------ PROVIDED INFORMATION

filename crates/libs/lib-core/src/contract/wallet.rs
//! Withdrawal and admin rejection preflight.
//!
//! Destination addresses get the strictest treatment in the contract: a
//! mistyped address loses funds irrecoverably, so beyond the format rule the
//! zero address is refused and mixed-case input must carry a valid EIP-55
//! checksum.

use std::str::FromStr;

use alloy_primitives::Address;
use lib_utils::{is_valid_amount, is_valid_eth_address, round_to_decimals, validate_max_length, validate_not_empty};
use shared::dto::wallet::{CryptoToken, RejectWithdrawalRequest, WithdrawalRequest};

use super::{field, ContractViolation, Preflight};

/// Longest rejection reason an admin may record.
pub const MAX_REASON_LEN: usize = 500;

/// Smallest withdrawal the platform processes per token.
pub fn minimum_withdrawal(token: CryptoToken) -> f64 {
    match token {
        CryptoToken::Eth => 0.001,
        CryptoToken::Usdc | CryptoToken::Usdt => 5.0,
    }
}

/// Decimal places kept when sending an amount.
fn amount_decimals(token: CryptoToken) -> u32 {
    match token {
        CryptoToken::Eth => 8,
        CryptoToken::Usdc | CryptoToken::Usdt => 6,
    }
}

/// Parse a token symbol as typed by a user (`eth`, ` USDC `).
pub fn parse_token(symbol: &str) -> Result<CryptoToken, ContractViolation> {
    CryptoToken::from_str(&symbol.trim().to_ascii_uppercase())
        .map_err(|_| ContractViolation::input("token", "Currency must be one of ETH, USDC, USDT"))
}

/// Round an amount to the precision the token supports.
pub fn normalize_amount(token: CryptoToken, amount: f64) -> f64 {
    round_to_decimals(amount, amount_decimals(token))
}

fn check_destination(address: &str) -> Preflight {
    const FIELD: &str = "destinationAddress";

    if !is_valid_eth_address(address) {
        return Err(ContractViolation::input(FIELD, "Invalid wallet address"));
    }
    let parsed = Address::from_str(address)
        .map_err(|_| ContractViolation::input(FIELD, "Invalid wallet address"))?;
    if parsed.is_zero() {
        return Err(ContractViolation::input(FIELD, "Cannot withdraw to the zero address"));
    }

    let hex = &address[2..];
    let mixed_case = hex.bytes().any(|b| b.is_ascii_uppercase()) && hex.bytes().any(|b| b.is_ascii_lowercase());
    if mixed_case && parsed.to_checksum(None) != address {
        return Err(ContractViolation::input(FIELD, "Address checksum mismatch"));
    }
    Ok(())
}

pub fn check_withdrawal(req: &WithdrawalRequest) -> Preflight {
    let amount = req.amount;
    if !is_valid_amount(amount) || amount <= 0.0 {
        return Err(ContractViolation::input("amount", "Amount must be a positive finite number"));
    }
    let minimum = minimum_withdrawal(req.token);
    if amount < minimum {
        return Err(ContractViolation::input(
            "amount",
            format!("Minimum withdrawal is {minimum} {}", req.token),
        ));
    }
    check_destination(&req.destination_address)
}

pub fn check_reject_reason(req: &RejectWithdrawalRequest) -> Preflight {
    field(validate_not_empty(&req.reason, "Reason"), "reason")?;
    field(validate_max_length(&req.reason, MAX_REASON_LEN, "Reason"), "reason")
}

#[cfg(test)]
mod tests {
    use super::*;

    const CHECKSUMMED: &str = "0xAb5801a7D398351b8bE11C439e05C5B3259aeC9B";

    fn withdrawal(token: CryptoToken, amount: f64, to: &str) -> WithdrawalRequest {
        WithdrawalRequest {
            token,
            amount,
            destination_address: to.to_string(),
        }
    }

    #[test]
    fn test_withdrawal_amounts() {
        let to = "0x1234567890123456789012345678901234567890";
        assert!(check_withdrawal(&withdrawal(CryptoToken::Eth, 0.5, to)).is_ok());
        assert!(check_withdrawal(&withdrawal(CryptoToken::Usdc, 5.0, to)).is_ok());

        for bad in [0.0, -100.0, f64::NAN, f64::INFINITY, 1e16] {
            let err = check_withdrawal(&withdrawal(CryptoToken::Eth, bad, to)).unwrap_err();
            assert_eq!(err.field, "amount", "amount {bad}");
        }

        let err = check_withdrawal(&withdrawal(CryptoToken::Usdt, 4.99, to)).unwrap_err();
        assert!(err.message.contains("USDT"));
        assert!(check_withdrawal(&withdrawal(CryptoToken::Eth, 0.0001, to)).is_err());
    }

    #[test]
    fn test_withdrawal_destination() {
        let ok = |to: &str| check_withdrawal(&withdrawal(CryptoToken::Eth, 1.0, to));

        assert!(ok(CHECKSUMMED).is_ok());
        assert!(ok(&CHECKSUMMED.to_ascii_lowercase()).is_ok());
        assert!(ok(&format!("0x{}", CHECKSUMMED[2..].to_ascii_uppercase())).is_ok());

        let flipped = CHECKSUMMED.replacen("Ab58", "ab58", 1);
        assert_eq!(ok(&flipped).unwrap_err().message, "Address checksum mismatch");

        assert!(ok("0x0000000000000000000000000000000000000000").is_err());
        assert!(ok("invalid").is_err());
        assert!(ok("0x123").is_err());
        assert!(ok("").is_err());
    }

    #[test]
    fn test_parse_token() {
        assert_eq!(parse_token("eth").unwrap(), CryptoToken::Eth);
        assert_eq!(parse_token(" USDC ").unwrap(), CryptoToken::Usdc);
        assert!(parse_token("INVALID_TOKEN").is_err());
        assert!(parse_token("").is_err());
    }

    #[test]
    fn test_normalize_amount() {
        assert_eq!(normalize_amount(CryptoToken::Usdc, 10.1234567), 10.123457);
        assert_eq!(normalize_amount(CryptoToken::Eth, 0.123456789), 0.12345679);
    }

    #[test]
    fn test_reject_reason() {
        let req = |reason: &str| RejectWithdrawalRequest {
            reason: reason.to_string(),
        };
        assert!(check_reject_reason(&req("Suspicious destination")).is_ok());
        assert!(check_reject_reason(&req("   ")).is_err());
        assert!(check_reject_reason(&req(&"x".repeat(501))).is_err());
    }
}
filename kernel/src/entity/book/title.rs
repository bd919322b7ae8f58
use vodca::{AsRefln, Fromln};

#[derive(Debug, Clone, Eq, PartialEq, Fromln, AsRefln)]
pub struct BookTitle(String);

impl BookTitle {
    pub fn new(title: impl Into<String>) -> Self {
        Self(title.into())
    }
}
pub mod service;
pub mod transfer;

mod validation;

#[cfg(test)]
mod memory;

------------
------ PROVIDED INFORMATION

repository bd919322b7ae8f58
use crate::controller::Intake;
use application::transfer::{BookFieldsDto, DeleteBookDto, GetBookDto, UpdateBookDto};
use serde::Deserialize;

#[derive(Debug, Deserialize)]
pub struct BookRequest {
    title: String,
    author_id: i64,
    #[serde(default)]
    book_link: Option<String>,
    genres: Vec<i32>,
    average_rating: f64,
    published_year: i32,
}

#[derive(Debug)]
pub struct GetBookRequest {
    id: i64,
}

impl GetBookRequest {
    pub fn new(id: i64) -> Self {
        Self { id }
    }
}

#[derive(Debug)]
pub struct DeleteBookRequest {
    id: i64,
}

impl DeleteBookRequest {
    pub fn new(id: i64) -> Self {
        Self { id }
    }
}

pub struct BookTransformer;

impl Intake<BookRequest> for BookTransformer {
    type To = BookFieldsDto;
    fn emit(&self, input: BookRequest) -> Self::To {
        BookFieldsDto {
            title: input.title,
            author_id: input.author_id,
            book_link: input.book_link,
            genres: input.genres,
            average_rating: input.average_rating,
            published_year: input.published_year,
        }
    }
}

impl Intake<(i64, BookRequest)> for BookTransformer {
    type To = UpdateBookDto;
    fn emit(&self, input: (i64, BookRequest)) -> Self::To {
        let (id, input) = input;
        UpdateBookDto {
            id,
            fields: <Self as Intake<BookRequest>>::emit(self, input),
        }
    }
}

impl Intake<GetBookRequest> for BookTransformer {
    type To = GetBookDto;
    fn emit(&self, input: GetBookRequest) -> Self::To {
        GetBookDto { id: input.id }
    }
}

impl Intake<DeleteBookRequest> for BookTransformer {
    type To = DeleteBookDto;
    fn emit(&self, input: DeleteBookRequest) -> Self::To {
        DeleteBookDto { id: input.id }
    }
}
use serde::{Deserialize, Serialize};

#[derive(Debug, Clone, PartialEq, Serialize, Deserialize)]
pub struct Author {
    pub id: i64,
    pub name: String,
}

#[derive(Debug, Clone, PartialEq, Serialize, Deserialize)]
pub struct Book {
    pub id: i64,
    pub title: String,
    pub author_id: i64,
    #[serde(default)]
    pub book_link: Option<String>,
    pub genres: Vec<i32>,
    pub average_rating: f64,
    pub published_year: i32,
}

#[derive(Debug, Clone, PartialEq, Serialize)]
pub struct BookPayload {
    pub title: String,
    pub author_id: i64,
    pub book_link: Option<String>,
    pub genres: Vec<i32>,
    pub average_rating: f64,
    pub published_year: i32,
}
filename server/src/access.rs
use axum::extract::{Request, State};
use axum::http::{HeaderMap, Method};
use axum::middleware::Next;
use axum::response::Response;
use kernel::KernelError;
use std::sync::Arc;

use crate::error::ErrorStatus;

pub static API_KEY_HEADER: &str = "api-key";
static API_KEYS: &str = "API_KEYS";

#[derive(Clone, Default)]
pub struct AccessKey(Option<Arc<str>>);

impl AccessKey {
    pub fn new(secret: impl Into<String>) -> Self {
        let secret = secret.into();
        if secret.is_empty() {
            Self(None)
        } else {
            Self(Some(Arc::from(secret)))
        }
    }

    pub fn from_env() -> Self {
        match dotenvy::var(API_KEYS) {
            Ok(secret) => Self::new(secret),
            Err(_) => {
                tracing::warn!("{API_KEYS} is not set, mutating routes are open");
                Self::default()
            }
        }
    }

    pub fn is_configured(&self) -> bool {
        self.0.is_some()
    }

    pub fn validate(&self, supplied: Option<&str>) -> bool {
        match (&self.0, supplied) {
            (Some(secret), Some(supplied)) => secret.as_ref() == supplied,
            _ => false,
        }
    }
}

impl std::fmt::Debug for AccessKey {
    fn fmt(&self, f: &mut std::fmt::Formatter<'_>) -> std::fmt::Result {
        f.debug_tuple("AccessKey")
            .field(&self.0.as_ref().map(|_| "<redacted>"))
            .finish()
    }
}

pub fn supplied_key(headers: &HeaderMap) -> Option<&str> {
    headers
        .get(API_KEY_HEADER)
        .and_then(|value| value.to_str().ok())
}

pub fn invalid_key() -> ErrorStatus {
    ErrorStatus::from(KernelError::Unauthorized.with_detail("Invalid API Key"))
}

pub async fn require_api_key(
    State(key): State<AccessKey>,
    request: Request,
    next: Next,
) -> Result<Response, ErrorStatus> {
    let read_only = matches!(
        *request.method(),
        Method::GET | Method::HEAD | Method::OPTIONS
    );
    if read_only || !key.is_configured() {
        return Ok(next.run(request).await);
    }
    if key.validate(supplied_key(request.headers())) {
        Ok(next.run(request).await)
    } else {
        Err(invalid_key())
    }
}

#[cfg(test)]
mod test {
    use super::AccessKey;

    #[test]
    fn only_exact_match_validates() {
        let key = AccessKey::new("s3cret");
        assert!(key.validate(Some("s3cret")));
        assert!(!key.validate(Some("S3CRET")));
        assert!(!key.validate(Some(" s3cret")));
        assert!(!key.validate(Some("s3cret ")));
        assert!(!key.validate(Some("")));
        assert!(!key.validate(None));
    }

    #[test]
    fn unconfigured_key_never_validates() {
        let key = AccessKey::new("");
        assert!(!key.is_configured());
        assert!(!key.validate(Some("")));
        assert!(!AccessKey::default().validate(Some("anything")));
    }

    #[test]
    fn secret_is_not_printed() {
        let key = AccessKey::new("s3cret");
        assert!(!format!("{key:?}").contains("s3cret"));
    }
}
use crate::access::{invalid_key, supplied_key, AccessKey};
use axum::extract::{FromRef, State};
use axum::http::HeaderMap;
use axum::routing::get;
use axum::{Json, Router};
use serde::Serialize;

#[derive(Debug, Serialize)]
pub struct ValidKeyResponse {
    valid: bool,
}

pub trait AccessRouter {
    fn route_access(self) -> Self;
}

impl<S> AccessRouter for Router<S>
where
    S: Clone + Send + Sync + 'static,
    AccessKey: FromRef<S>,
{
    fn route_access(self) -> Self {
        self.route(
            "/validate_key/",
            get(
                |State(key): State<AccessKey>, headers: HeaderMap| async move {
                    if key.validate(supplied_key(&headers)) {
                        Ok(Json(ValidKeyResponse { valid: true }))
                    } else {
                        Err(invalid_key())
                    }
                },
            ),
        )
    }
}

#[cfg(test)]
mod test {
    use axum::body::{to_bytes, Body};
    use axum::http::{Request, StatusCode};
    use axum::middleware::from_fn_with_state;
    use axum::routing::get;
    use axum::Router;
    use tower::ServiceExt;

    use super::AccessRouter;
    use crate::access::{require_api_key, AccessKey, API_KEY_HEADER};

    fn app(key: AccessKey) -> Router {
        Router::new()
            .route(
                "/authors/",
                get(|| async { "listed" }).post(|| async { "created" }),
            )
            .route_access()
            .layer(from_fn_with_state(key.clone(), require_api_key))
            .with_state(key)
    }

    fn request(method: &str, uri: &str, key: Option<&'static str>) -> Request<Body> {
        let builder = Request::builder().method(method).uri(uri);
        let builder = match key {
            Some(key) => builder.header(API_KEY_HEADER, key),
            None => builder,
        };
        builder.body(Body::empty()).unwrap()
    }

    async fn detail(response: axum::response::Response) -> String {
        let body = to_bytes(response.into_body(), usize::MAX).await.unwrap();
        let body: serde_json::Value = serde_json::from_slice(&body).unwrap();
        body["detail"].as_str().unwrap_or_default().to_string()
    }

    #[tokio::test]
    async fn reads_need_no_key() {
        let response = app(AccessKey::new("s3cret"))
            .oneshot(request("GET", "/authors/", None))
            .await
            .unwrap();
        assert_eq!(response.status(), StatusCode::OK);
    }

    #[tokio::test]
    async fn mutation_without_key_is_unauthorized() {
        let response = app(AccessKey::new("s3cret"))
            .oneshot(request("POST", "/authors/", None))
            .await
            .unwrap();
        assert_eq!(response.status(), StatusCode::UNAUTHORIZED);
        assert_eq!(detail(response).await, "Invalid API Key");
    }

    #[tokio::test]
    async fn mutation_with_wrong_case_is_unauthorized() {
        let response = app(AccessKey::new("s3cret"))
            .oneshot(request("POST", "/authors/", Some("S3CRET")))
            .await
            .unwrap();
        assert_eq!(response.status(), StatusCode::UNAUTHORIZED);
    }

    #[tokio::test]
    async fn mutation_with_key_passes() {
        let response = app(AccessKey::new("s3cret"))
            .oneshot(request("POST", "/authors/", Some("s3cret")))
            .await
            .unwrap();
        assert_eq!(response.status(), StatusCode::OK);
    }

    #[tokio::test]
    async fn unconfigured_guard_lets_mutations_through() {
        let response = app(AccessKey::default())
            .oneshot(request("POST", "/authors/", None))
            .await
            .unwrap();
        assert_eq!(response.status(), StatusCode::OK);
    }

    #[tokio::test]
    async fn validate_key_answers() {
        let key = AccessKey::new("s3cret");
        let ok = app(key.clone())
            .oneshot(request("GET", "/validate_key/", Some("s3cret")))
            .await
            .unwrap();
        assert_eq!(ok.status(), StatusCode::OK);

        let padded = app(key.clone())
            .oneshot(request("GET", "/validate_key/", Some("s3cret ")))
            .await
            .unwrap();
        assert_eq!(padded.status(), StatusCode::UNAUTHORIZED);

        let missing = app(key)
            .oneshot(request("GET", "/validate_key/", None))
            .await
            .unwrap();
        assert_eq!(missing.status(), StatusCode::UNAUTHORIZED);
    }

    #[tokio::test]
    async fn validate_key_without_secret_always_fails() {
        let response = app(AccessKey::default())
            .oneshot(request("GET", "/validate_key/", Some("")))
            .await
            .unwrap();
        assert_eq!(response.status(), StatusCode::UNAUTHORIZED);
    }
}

------------
------ PROVIDED INFORMATION

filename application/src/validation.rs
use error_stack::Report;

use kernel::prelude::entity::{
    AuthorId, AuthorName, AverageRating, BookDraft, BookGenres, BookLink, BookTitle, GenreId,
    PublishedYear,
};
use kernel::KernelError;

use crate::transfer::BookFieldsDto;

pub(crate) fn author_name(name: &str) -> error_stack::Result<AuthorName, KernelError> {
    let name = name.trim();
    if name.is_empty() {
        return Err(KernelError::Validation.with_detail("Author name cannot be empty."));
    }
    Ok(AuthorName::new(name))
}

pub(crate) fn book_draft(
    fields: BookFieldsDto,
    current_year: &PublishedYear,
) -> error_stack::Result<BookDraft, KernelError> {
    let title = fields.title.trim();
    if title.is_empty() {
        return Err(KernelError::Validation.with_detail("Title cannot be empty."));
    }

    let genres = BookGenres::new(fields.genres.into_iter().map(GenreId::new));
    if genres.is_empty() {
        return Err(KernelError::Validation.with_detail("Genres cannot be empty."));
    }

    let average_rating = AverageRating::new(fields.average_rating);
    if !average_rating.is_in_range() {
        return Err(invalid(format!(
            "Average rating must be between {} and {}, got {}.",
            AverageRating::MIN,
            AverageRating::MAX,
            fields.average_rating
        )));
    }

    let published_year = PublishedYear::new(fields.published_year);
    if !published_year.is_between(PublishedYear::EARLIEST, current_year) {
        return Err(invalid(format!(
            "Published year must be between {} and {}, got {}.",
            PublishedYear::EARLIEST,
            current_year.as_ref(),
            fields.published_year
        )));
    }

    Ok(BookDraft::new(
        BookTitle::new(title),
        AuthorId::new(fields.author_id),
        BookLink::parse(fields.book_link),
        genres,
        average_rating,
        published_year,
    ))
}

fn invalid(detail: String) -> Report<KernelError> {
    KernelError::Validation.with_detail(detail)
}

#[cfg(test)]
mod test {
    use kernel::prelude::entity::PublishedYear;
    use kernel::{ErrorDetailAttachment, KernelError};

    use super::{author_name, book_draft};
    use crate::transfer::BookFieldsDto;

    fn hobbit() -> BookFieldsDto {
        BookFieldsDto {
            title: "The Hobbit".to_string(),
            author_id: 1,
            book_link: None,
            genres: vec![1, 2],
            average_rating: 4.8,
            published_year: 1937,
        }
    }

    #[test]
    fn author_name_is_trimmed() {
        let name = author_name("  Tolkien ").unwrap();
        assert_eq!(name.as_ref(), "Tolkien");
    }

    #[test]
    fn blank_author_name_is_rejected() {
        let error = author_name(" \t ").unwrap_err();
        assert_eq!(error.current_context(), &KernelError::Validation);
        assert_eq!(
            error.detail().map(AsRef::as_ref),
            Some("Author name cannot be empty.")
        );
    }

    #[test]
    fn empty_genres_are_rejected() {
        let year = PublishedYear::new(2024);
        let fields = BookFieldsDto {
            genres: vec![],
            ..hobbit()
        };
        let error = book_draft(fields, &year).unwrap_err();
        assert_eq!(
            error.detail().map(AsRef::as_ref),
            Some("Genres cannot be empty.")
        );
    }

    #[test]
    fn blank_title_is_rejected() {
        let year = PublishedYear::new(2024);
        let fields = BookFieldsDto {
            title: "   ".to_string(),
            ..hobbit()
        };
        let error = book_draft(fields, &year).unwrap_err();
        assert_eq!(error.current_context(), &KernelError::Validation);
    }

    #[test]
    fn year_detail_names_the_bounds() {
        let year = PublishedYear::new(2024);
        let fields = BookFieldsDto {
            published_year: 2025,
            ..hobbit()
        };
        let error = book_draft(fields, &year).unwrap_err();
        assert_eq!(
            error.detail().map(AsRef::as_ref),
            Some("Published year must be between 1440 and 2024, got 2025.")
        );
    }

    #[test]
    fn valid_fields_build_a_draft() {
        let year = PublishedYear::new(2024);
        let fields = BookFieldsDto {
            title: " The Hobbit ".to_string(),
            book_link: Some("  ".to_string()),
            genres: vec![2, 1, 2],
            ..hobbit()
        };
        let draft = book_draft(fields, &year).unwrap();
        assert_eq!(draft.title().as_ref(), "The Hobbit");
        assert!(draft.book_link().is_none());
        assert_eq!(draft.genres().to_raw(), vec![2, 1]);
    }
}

------------

= WHAT TO PRODUCE =
Determine the number of lines in these entries that contain the word "BookLink", and write only that number.

= ANSWER SPACE =
2